WHAT TO PRODUCE →
Please reproduce the entries below exactly, starting at the first line and ending with the line that holds "fn make_span(&self) ->".

Dataset entries:
- - - - -
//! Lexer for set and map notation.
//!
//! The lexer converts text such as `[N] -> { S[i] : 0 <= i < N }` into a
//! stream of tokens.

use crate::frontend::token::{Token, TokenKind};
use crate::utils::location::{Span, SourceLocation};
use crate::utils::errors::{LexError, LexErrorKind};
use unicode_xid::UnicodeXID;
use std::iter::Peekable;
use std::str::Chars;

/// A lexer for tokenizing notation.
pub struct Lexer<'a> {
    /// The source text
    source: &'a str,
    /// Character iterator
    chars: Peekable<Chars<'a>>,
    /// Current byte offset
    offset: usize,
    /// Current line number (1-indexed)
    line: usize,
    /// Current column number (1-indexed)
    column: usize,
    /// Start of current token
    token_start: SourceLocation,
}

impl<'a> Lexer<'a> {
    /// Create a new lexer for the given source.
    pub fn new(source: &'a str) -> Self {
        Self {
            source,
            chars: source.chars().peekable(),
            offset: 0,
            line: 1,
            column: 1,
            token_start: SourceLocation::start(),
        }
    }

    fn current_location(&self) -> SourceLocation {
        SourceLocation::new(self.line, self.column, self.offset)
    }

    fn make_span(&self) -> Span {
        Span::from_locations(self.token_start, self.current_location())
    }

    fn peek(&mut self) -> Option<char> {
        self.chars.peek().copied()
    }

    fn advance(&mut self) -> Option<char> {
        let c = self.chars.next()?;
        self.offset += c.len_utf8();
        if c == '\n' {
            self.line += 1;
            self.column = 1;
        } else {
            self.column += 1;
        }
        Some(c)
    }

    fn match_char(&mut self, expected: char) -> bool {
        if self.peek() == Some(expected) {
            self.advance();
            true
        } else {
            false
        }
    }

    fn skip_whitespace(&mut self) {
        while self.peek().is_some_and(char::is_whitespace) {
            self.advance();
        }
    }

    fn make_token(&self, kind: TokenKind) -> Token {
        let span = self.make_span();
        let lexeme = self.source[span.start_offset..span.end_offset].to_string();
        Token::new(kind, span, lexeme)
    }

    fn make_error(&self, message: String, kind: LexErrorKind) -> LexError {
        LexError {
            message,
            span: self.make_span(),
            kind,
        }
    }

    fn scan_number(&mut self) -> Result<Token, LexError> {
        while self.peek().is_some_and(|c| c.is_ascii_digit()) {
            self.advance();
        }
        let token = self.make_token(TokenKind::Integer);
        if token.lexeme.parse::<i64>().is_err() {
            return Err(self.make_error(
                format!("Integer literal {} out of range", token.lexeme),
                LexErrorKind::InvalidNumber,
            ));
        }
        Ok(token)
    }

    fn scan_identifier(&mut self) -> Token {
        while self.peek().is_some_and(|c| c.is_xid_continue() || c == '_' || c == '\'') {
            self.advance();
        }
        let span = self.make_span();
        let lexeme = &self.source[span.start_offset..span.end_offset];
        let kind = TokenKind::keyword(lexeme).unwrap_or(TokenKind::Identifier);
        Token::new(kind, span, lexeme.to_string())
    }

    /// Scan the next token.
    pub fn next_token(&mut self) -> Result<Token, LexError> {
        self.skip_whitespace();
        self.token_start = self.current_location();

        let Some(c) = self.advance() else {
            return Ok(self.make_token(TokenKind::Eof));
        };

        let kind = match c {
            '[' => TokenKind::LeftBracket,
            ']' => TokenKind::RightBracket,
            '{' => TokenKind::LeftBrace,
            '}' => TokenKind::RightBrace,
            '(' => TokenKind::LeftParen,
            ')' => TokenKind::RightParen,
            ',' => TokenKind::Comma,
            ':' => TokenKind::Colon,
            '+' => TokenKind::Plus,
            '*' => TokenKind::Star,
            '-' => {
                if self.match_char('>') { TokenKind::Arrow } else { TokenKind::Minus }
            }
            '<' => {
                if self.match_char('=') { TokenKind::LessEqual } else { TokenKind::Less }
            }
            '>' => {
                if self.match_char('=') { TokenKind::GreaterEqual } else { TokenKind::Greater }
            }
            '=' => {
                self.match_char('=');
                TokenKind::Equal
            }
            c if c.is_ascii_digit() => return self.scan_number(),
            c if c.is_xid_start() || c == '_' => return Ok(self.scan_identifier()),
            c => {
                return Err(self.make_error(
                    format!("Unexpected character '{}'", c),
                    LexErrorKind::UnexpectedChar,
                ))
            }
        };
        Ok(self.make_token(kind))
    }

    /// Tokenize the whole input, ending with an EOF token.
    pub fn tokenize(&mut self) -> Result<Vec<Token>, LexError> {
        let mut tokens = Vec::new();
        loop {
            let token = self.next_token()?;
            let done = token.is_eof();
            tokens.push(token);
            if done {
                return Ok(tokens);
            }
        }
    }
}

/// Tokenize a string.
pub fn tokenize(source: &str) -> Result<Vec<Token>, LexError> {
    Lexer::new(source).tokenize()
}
- - - - -
EXERCISE SOLUTION →
//! Lexer for set and map notation.
//!
//! The lexer converts text such as `[N] -> { S[i] : 0 <= i < N }` into a
//! stream of tokens.

use crate::frontend::token::{Token, TokenKind};
use crate::utils::location::{Span, SourceLocation};
use crate::utils::errors::{LexError, LexErrorKind};
use unicode_xid::UnicodeXID;
use std::iter::Peekable;
use std::str::Chars;

/// A lexer for tokenizing notation.
pub struct Lexer<'a> {
    /// The source text
    source: &'a str,
    /// Character iterator
    chars: Peekable<Chars<'a>>,
    /// Current byte offset
    offset: usize,
    /// Current line number (1-indexed)
    line: usize,
    /// Current column number (1-indexed)
    column: usize,
    /// Start of current token
    token_start: SourceLocation,
}

impl<'a> Lexer<'a> {
    /// Create a new lexer for the given source.
    pub fn new(source: &'a str) -> Self {
        Self {
            source,
            chars: source.chars().peekable(),
            offset: 0,
            line: 1,
            column: 1,
            token_start: SourceLocation::start(),
        }
    }

    fn current_location(&self) -> SourceLocation {
        SourceLocation::new(self.line, self.column, self.offset)
    }

    fn make_span(&self) -> Span {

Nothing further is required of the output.